1

I was trying to transfer large number of data (long int arrays) from multiple (8) remote computers to a single computer(main process). All these are connected via a 100 MBps LAN and are identical machines(so no worry about endianess).

Each remote machine has an array of 8GB long int's and I have to transmit it to the single computer for processing. My question is what is the best way to transfer these arrays quickly to the main process . I tried using traditional TCP to do this job and it takes a lot of time for transferring the data (about 28 minutes). Is there any way to boost this speed up? . Will switching to UDP help me? Will using multiple ports/sockets help me for buffering? Whats the best approach to solve such problems?
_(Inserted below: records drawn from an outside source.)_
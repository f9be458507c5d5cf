use std::collections::BTreeMap;
use std::sync::{Arc, Mutex, MutexGuard};
use tracing::{debug, error};

use crate::disciplina::models::DisciplinaModel;
use crate::estudante::models::EstudanteModel;
use crate::matricula::models::MatriculaModel;
use crate::ong::models::OngModel;
use crate::professor::models::ProfessorModel;
use crate::projeto::models::ProjetoModel;
use crate::shared::{AppError, Pagination};
use crate::task::models::TaskModel;
use crate::task_estudante::models::TaskEstudanteModel;
use crate::user::models::UserModel;

/// Rows keyed by primary key, with a serial id generator that never reuses ids
#[derive(Debug)]
pub struct Table<T> {
    rows: BTreeMap<i32, T>,
    last_id: i32,
}

impl<T> Default for Table<T> {
    fn default() -> Self {
        Self {
            rows: BTreeMap::new(),
            last_id: 0,
        }
    }
}

impl<T: Clone> Table<T> {
    pub fn next_id(&mut self) -> i32 {
        self.last_id += 1;
        self.last_id
    }

    pub fn insert(&mut self, id: i32, row: T) -> T {
        self.rows.insert(id, row.clone());
        row
    }

    pub fn get(&self, id: i32) -> Option<T> {
        self.rows.get(&id).cloned()
    }

    pub fn get_mut(&mut self, id: i32) -> Option<&mut T> {
        self.rows.get_mut(&id)
    }

    pub fn contains(&self, id: i32) -> bool {
        self.rows.contains_key(&id)
    }

    pub fn remove(&mut self, id: i32) -> Option<T> {
        self.rows.remove(&id)
    }

    pub fn page(&self, pagination: &Pagination) -> Vec<T> {
        pagination.apply(self.rows.values().cloned())
    }

    pub fn find(&self, predicate: impl Fn(&T) -> bool) -> Option<T> {
        self.rows.values().find(|row| predicate(row)).cloned()
    }

    pub fn filter(&self, predicate: impl Fn(&T) -> bool) -> Vec<T> {
        self.rows
            .values()
            .filter(|row| predicate(row))
            .cloned()
            .collect()
    }

    pub fn ids_where(&self, predicate: impl Fn(&T) -> bool) -> Vec<i32> {
        self.rows
            .iter()
            .filter(|(_, row)| predicate(row))
            .map(|(id, _)| *id)
            .collect()
    }

    pub fn any(&self, predicate: impl Fn(&T) -> bool) -> bool {
        self.rows.values().any(predicate)
    }

    pub fn retain(&mut self, predicate: impl Fn(&T) -> bool) -> usize {
        let before = self.rows.len();
        self.rows.retain(|_, row| predicate(row));
        before - self.rows.len()
    }

    pub fn values_mut(&mut self) -> impl Iterator<Item = &mut T> {
        self.rows.values_mut()
    }

    pub fn len(&self) -> usize {
        self.rows.len()
    }

    pub fn is_empty(&self) -> bool {
        self.rows.is_empty()
    }
}

/// Every table of the schema. Delete methods apply the same ON DELETE rules
/// as the SQL migrations.
#[derive(Debug, Default)]
pub struct Tables {
    pub users: Table<UserModel>,
    pub professores: Table<ProfessorModel>,
    pub estudantes: Table<EstudanteModel>,
    pub ongs: Table<OngModel>,
    pub disciplinas: Table<DisciplinaModel>,
    pub projetos: Table<ProjetoModel>,
    pub tasks: Table<TaskModel>,
    pub matriculas: Table<MatriculaModel>,
    pub task_estudantes: Table<TaskEstudanteModel>,
}

impl Tables {
    /// Cascades to the user's professor and student profiles
    pub fn delete_user(&mut self, user_id: i32) -> bool {
        if self.users.remove(user_id).is_none() {
            return false;
        }
        for professor_id in self.professores.ids_where(|p| p.user_id == user_id) {
            self.delete_professor(professor_id);
        }
        for student_id in self.estudantes.ids_where(|e| e.user_id == user_id) {
            self.delete_estudante(student_id);
        }
        debug!(user_id, "User deleted with cascades");
        true
    }

    /// Disciplinas keep existing without a professor
    pub fn delete_professor(&mut self, professor_id: i32) -> bool {
        if self.professores.remove(professor_id).is_none() {
            return false;
        }
        for disciplina in self.disciplinas.values_mut() {
            if disciplina.professor_id == Some(professor_id) {
                disciplina.professor_id = None;
            }
        }
        true
    }

    /// Cascades to the student's enrollments and task assignments
    pub fn delete_estudante(&mut self, student_id: i32) -> bool {
        if self.estudantes.remove(student_id).is_none() {
            return false;
        }
        let matriculas = self.matriculas.retain(|m| m.student_id != student_id);
        let assignments = self.task_estudantes.retain(|t| t.student_id != student_id);
        debug!(
            student_id,
            matriculas_removed = matriculas,
            assignments_removed = assignments,
            "Estudante deleted with cascades"
        );
        true
    }

    pub fn delete_ong(&mut self, ngo_id: i32) -> bool {
        if self.ongs.remove(ngo_id).is_none() {
            return false;
        }
        for projeto in self.projetos.values_mut() {
            if projeto.ngo_id == Some(ngo_id) {
                projeto.ngo_id = None;
            }
        }
        true
    }

    pub fn delete_disciplina(&mut self, disciplina_id: i32) -> bool {
        if self.disciplinas.remove(disciplina_id).is_none() {
            return false;
        }
        for projeto in self.projetos.values_mut() {
            if projeto.disciplina_id == Some(disciplina_id) {
                projeto.disciplina_id = None;
            }
        }
        true
    }

    /// Cascades to the project's tasks (and their assignments) and enrollments
    pub fn delete_projeto(&mut self, projeto_id: i32) -> bool {
        if self.projetos.remove(projeto_id).is_none() {
            return false;
        }
        for task_id in self.tasks.ids_where(|t| t.projeto_id == projeto_id) {
            self.delete_task(task_id);
        }
        let matriculas = self.matriculas.retain(|m| m.projeto_id != projeto_id);
        debug!(
            projeto_id,
            matriculas_removed = matriculas,
            "Projeto deleted with cascades"
        );
        true
    }

    /// Cascades to the task's assignments
    pub fn delete_task(&mut self, task_id: i32) -> bool {
        if self.tasks.remove(task_id).is_none() {
            return false;
        }
        self.task_estudantes.retain(|t| t.task_id != task_id);
        true
    }
}

/// In-memory relational store shared by all in-memory repositories.
///
/// Every repository operation runs under one lock, which makes each create,
/// update or delete atomic the way a single-statement transaction is.
/// Data is lost when the process exits.
#[derive(Debug, Clone, Default)]
pub struct MemoryDatabase {
    tables: Arc<Mutex<Tables>>,
}

impl MemoryDatabase {
    pub fn new() -> Self {
        Self::default()
    }

    pub fn lock(&self) -> Result<MutexGuard<'_, Tables>, AppError> {
        self.tables.lock().map_err(|_| {
            error!("In-memory database lock poisoned");
            AppError::Internal
        })
    }
}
I probably cannot compress the data (as most of them are unique) and I need to send everything (as I carry out important operations in the main process)

chettyharish
  • 1,704
  • 7
  • 27
  • 41
  • 7
    Just a thought - have you tried compression? – Tony Delroy Jul 22 '15 at 07:18
  • Do you really need to transmit all the data at once? Maybe you could store it somewhere (e.g. in some database) and fetch it incrementally by chunks? We can't help if you don't explain what that data really is and where does it come from.... – Basile Starynkevitch Jul 22 '15 at 07:20
  • 5
    Try moving the algorithm to the data instead of moving the data to the algorithm. Maybe map-reduce could help you. – nwp Jul 22 '15 at 07:20
  • 4
    If you do the math, transferring 8GB on an 100mbps network will take at least 11 minutes. Is that acceptable? – Joni Jul 22 '15 at 07:32
  • Just noticed that I did the stupid mistake of typing b instead of B. It is 100MBps Sorry folks. – chettyharish Jul 22 '15 at 18:54

2 Answers2

4

First, upgrade your hardware. With 1GB NIC (or 10GB if you have the budget) and a decent switch you get 10x boost with no coding, transferring 8GB data takes about just one minute. Push it further with NIC bonding you double it again to just 30 seconds (or 60 times faster than your).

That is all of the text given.